The song “Ruby Tuesday” describes our spring.

I met a man in an Israeli cafe today who dryly commented, “It was a short spring.”

So many of us are like the spring. We come and then we go. Just like that.

We are warm and then we’re cold. We flourish like February’s daffodils, a Wordsworth poem, and then we fade.

We are rarely constant.

The weather is confused. Redbuds bloom while snow blows through the air.

May we be a little more stable as the seasons around us decide what to do.

Nobody Knows

March 21, 2013

“Nobody knows the trouble I’ve seen..” go the lyrics to the old spiritual song.

I can relate.

Nobody knows so much about my life in recent years.

Not the entire piece. People know bits. Even chunks. Family members, friends, children, an ex-husband have supported me in so much.

I will forever be grateful.

But nobody knows the extent.

Except Jesus.

We can walk a million miles, 500 miles away from home; we can go into the ditch and drive our car off the road; we can mete out resources and live from day-to-day, but nobody knows how each of us truly suffers, except the one who walks each weary step with us. Like the man walking up the road, a coat pulled tightly against the wind, I saw today.

Tomorrow is my birth day.

Tomorrow begins a new year.

Tomorrow, Jesus walks in tandem, like He does today.


March 19, 2013

I just finished my first spin class.

Soon, I will be riding the Spring Tune-Up ride with BRAG and need to be cycling. The problem is there is no safe place around where I live except for the Silver Comet Trail and I dislike it. Plus, it is dangerous by myself.

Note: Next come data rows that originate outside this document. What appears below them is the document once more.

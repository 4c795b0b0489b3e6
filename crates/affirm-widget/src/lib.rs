//! Mirrors Affirm state into an area the home-screen renderer can read on
//! its own.
//!
//! The renderer runs out of process and may wake at any time, so it never
//! calls back into the app. Instead the [`WidgetBridge`] re-derives a
//! [`WidgetSnapshot`] from the store after every committed change, writes it
//! to a [`SharedArea`], and pokes a [`RefreshNotifier`].
//!
//! Bridge failures are logged and swallowed; they never fail the operation
//! that triggered them.

pub mod area;
pub mod bridge;
pub mod error;
pub mod notify;
pub mod snapshot;

pub use area::{FileSharedArea, MemorySharedArea, SharedArea, SharedMap, SharedValue};
pub use bridge::WidgetBridge;
pub use error::{Error, Result};
pub use notify::{CommandNotifier, CountingNotifier, RefreshNotifier};
pub use snapshot::{MirroredAffirmation, WidgetSnapshot};

#[cfg(test)]
mod tests;
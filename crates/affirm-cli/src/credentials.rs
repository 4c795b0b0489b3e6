//! The credential backend selected by configuration.

#[cfg(target_os = "macos")]
use affirm_keys::KeychainCredentialStore;
use affirm_keys::{
  CredentialStore, EnvCredentialStore, MemoryCredentialStore, Result, Zeroizing,
};
use tracing::warn;

use crate::config::{AppConfig, CredentialBackend};

const KEYCHAIN_SERVICE: &str = "app.affirm.storage";
const KEYCHAIN_ACCOUNT: &str = "storage-key";

pub enum Credentials {
  #[cfg(target_os = "macos")]
  Keychain(KeychainCredentialStore),
  Env(EnvCredentialStore),
  Memory(MemoryCredentialStore),
}

impl Credentials {
  pub fn from_config(cfg: &AppConfig) -> anyhow::Result<Self> {
    match cfg.credential {
      #[cfg(target_os = "macos")]
      CredentialBackend::Keychain => Ok(Self::Keychain(
        KeychainCredentialStore::new(KEYCHAIN_SERVICE, KEYCHAIN_ACCOUNT),
      )),
      #[cfg(not(target_os = "macos"))]
      CredentialBackend::Keychain => anyhow::bail!(
        "the keychain credential backend is only available on macOS; \
         set `credential = \"env\"` and provide {}",
        cfg.key_var
      ),
      CredentialBackend::Env => {
        Ok(Self::Env(EnvCredentialStore::new(cfg.key_var.clone())))
      }
      CredentialBackend::Memory => {
        warn!("using an in-memory storage key; stored data will not be readable next run");
        Ok(Self::Memory(MemoryCredentialStore::default()))
      }
    }
  }

  fn inner(&self) -> &dyn CredentialStore {
    match self {
      #[cfg(target_os = "macos")]
      Self::Keychain(store) => store,
      Self::Env(store) => store,
      Self::Memory(store) => store,
    }
  }
}

impl CredentialStore for Credentials {
  fn load(&self) -> Result<Option<Zeroizing<Vec<u8>>>> { self.inner().load() }

  fn save(&self, secret: &[u8]) -> Result<()> { self.inner().save(secret) }

  fn remove(&self) -> Result<()> { self.inner().remove() }
}
//! The affirmation record and its creation input.

use chrono::{DateTime, Utc};
use serde::{Deserialize, Serialize};
use uuid::Uuid;

/// Upper bound on the trimmed text length, in Unicode scalar values.
pub const MAX_TEXT_CHARS: usize = 280;

// ─── Affirmation ─────────────────────────────────────────────────────────────

/// A single affirmation as persisted in the `affirmations` namespace.
///
/// Length limits on `text` are enforced by the use-case layer, not here:
/// records written out of band (e.g. by an older import) must still load.
#[derive(Debug, Clone, PartialEq, Serialize, Deserialize)]
pub struct Affirmation {
  pub id:            Uuid,
  pub text:          String,
  /// Set once by the repository; never changes afterwards.
  pub created_at:    DateTime<Utc>,
  /// Always `>= created_at`.
  pub updated_at:    DateTime<Utc>,
  /// Informational only; selection never reads it.
  #[serde(default)]
  pub display_count: u64,
  #[serde(default = "default_active")]
  pub is_active:     bool,
  #[serde(default)]
  pub sort_order:    i64,
}

fn default_active() -> bool { true }

impl Affirmation {
  /// Number of Unicode scalar values in the trimmed text.
  pub fn text_len(&self) -> usize { text_len(&self.text) }
}

/// Count Unicode scalar values of `text` after trimming surrounding
/// whitespace.
pub fn text_len(text: &str) -> usize { text.trim().chars().count() }

/// Sort records into presentation order: ascending `sort_order`, ties broken
/// by creation time so the order is stable across reads.
pub fn sort_for_display(records: &mut [Affirmation]) {
  records.sort_by(|a, b| {
    a.sort_order
      .cmp(&b.sort_order)
      .then(a.created_at.cmp(&b.created_at))
  });
}

// ─── NewAffirmation ──────────────────────────────────────────────────────────

/// Input to `AffirmationRepository::create`.
///
/// `id` is generated when absent. Timestamps and `sort_order` are always
/// assigned by the repository.
#[derive(Debug, Clone)]
pub struct NewAffirmation {
  pub id:        Option<Uuid>,
  pub text:      String,
  pub is_active: bool,
}

impl NewAffirmation {
  /// An active affirmation with a generated id.
  pub fn new(text: impl Into<String>) -> Self {
    Self { id: None, text: text.into(), is_active: true }
  }
}
//! Line-oriented importer.
//!
//! Pipeline:
//!   raw &str
//!     └─ classify()     → Line (blank | comment | marker | text)
//!          └─ Builder   → accumulate numbered / plain entries
//!               └─ finish → Vec<Entry>

/// One candidate affirmation recovered from the payload. Validation happens
/// later, in the use-case layer.
#[derive(Debug, Clone, PartialEq, Eq)]
pub struct Entry {
  /// 1-based line number where the entry starts.
  pub line: usize,
  /// Entry text; continuation lines are joined with `\n`.
  pub text: String,
}

// ─── Line classification ─────────────────────────────────────────────────────

enum Line<'a> {
  Blank,
  Comment,
  /// A numbered marker; carries the text after it.
  Marker(&'a str),
  Text(&'a str),
}

fn classify(raw: &str) -> Line<'_> {
  let trimmed = raw.trim();
  if trimmed.is_empty() {
    Line::Blank
  } else if trimmed.starts_with('#') {
    Line::Comment
  } else if let Some(rest) = numbered_marker(trimmed) {
    Line::Marker(rest)
  } else {
    Line::Text(trimmed)
  }
}

/// Recognise `<digits>. ` or `<digits>) ` at the start of `s` and return the
/// remainder. `1.5 cups` is not a marker: the separator must be followed by
/// whitespace or the end of the line.
pub(crate) fn numbered_marker(s: &str) -> Option<&str> {
  let digits = s.bytes().take_while(u8::is_ascii_digit).count();
  if digits == 0 || digits > 6 {
    return None;
  }
  let rest = &s[digits..];
  let rest = rest.strip_prefix('.').or_else(|| rest.strip_prefix(')'))?;
  if rest.is_empty() || rest.starts_with(char::is_whitespace) {
    Some(rest.trim())
  } else {
    None
  }
}

/// A continuation line may be escaped with a leading `\` so that text which
/// looks like a comment or a marker, is blank, or carries its own leading or
/// trailing whitespace survives an export round trip verbatim.
fn unescape_continuation(raw: &str) -> Option<&str> {
  raw.trim_start().strip_prefix('\\')
}

// ─── Builder ─────────────────────────────────────────────────────────────────

struct Pending {
  line:     usize,
  lines:    Vec<String>,
  numbered: bool,
}

#[derive(Default)]
struct Builder {
  current: Option<Pending>,
  entries: Vec<Entry>,
}

impl Builder {
  fn flush(&mut self) {
    if let Some(p) = self.current.take() {
      let text = p.lines.join("\n").trim().to_owned();
      // A bare marker with nothing after it still yields an (empty) entry so
      // the caller can report it as rejected rather than dropping it silently.
      if p.numbered || !text.is_empty() {
        self.entries.push(Entry { line: p.line, text });
      }
    }
  }

  fn start(&mut self, line: usize, text: &str, numbered: bool) {
    self.flush();
    self.current = Some(Pending {
      line,
      lines: vec![text.to_owned()],
      numbered,
    });
  }

  fn in_numbered_entry(&self) -> bool {
    self.current.as_ref().is_some_and(|p| p.numbered)
  }

  fn continue_with(&mut self, text: &str) {
    if let Some(p) = self.current.as_mut() {
      p.lines.push(text.to_owned());
    }
  }
}

// ─── Public API ──────────────────────────────────────────────────────────────

/// Split `input` into candidate entries.
///
/// Comment lines are skipped wherever they appear and do not end the entry
/// they interrupt. Blank lines end a numbered entry. Outside a numbered
/// entry, every text line is an entry of its own.
pub fn parse(input: &str) -> Vec<Entry> {
  let input = input.strip_prefix('\u{feff}').unwrap_or(input);
  let mut builder = Builder::default();

  for (idx, raw) in input.split('\n').enumerate() {
    let raw = raw.strip_suffix('\r').unwrap_or(raw);
    let line_no = idx + 1;

    if builder.in_numbered_entry()
      && let Some(escaped) = unescape_continuation(raw)
    {
      builder.continue_with(escaped);
      continue;
    }

    match classify(raw) {
      Line::Blank => builder.flush(),
      Line::Comment => {}
      Line::Marker(rest) => builder.start(line_no, rest, true),
      Line::Text(text) if builder.in_numbered_entry() => {
        builder.continue_with(text);
      }
      Line::Text(text) => builder.start(line_no, text, false),
    }
  }

  builder.flush();
  builder.entries
}
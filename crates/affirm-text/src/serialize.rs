//! Export writer. Output is always accepted by [`crate::parse`].

use affirm_core::affirmation::{Affirmation, sort_for_display};
use chrono::{DateTime, SecondsFormat, Utc};

use crate::parse::numbered_marker;

/// Render `records` as a numbered list in presentation order, preceded by a
/// `#` metadata header.
///
/// Multi-line texts are written as continuation lines indented under their
/// marker. A continuation line that is blank, carries its own surrounding
/// whitespace, or would read as a comment or marker is escaped with a leading
/// `\`, so every text parses back unchanged. Inactive records carry a
/// `# inactive` comment, which the importer ignores.
pub fn serialize(records: &[Affirmation], exported_at: DateTime<Utc>) -> String {
  let mut ordered = records.to_vec();
  sort_for_display(&mut ordered);

  let mut out = String::new();
  out.push_str("# Affirm export\n");
  out.push_str(&format!(
    "# exported_at: {}\n",
    exported_at.to_rfc3339_opts(SecondsFormat::Secs, true)
  ));
  out.push_str(&format!("# count: {}\n", ordered.len()));
  out.push_str("#\n");

  for (i, record) in ordered.iter().enumerate() {
    if !record.is_active {
      out.push_str("# inactive\n");
    }

    let mut lines: Vec<&str> = record.text.trim().split('\n').collect();
    out.push_str(&format!("{}.", i + 1));
    // The marker line is trimmed on import, so a first line with trailing
    // whitespace moves down to an escaped continuation.
    if let Some(first) = lines.first().copied()
      && !first.is_empty()
      && first.trim_end() == first
    {
      out.push(' ');
      out.push_str(first);
      lines.remove(0);
    } else if lines.first().is_some_and(|l| l.is_empty()) {
      lines.remove(0);
    }
    out.push('\n');

    for line in lines {
      out.push_str("   ");
      if needs_escape(line) {
        out.push('\\');
      }
      out.push_str(line);
      out.push('\n');
    }
  }

  out
}

fn needs_escape(line: &str) -> bool {
  line.trim().is_empty()
    || line.trim() != line
    || line.starts_with('#')
    || line.starts_with('\\')
    || numbered_marker(line).is_some()
}
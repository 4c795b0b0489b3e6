//! Anti-repetition random pick over the active set.
//!
//! No I/O and no hidden state: the caller supplies the candidates, the id that
//! was shown last, and the random source.

use rand::{Rng, seq::SliceRandom};
use uuid::Uuid;

use crate::affirmation::Affirmation;

/// Choose one affirmation uniformly at random from `active`, skipping
/// `exclude`.
///
/// - An empty set yields `None` (no content, not an error).
/// - A single-member set yields that member even when it is `exclude`;
///   repetition cannot be avoided with one candidate.
/// - An `exclude` that is not in the set has no effect.
///
/// For two or more candidates, feeding each result back in as the next
/// `exclude` never yields the same id twice in a row.
pub fn select<'a, R>(
  active: &'a [Affirmation],
  exclude: Option<Uuid>,
  rng: &mut R,
) -> Option<&'a Affirmation>
where
  R: Rng + ?Sized,
{
  match active {
    [] => None,
    [only] => Some(only),
    _ => {
      let eligible: Vec<&Affirmation> = active
        .iter()
        .filter(|a| Some(a.id) != exclude)
        .collect();
      if eligible.is_empty() {
        // Every candidate shares the excluded id; nothing better to offer.
        active.choose(rng)
      } else {
        eligible.choose(rng).copied()
      }
    }
  }
}
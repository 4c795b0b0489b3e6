//! `affirm` — manage affirmations from the terminal.
//!
//! # Usage
//!
//! ```text
//! affirm add "I am capable"
//! affirm list --all
//! affirm next
//! affirm import notes.txt --mode skip-duplicates
//! affirm settings set theme_mode dark
//! ```
//!
//! Every mutation is mirrored into `<shared_dir>/widget.json` for the
//! home-screen renderer before the process exits.

mod commands;
mod config;
mod credentials;

use std::{path::PathBuf, sync::Arc};

use affirm_app::{AffirmationService, SettingsService, events};
use affirm_keys::KeyManager;
use affirm_store_sqlite::SqliteStore;
use affirm_widget::{CommandNotifier, FileSharedArea, WidgetBridge};
use anyhow::Context as _;
use clap::Parser;
use commands::Command;
use config::{AppConfig, expand_tilde};
use credentials::Credentials;
use tracing::level_filters::LevelFilter;
use tracing_subscriber::EnvFilter;

#[derive(Parser)]
#[command(name = "affirm", version, about = "Personal affirmations, mirrored to your home screen")]
struct Cli {
  /// Path to the TOML configuration file.
  #[arg(
    short,
    long,
    env = "AFFIRM_CONFIG",
    default_value = "~/.config/affirm/config.toml"
  )]
  config: PathBuf,

  #[command(subcommand)]
  command: Command,
}

#[tokio::main]
async fn main() -> anyhow::Result<()> {
  tracing_subscriber::fmt()
    .with_writer(std::io::stderr)
    .with_env_filter(
      EnvFilter::builder()
        .with_default_directive(LevelFilter::WARN.into())
        .from_env_lossy(),
    )
    .init();

  let cli = Cli::parse();
  let cfg = AppConfig::load(&expand_tilde(&cli.config))?;

  // Storage key.
  let keys = KeyManager::new(Credentials::from_config(&cfg)?);
  let cipher = keys.initialize().context("failed to initialise storage key")?;

  if let Command::Key { action } = &cli.command {
    return commands::key(action, &keys, &cfg).await;
  }

  std::fs::create_dir_all(&cfg.data_dir)
    .with_context(|| format!("failed to create {}", cfg.data_dir.display()))?;
  let store = Arc::new(SqliteStore::new(cfg.database_path(), cipher));

  let bridge = WidgetBridge::new(
    store.clone(),
    FileSharedArea::new(cfg.shared_path()),
    cfg
      .refresh_command
      .as_deref()
      .and_then(CommandNotifier::from_command_line),
  );

  if let Command::Sync = cli.command {
    let snapshot = bridge.sync().await.context("widget sync failed")?;
    println!(
      "mirrored {} affirmation(s) to {}",
      snapshot.list.len(),
      bridge.area().path().display()
    );
    store.close().await?;
    return Ok(());
  }

  // The bridge follows every committed change and stops once the services
  // (and with them every sender) are dropped.
  let (tx, rx) = events::channel();
  let follower = bridge.spawn(rx);
  let result = {
    let affirmations = AffirmationService::new(store.clone(), tx.clone());
    let settings = SettingsService::new(store.clone(), tx);
    commands::run(cli.command, &affirmations, &settings).await
  };
  follower.await.context("widget bridge task failed")?;
  store.close().await?;
  result
}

I think about spinning as I turn the pedals with my quads and how green the bicycle is. I love that! I’ve always loved to cycle.

It is a free feeling. And an amazing invention–the bicycle.

I wish there were more bike lanes. I wish I lived in a culture that valued green. I wish it was practical to ride a bike as a means of transportation, say as in Amsterdam.

I’ll never forget the bikes there. The women in warm leggings, dressed in skirts for work, looking so healthy and fashionable pedaling for their commute. What a concept.

Much of my life is spent in my car. And I like my car. But I love cycling.

Maybe I’ll move to Amsterdam. I love leggings and the marijuana is legal. Just kidding!


March 17, 2013

My family has just left.

They’ve been with me all weekend.

I stand beside the side of the road and wave until their car tops the hill.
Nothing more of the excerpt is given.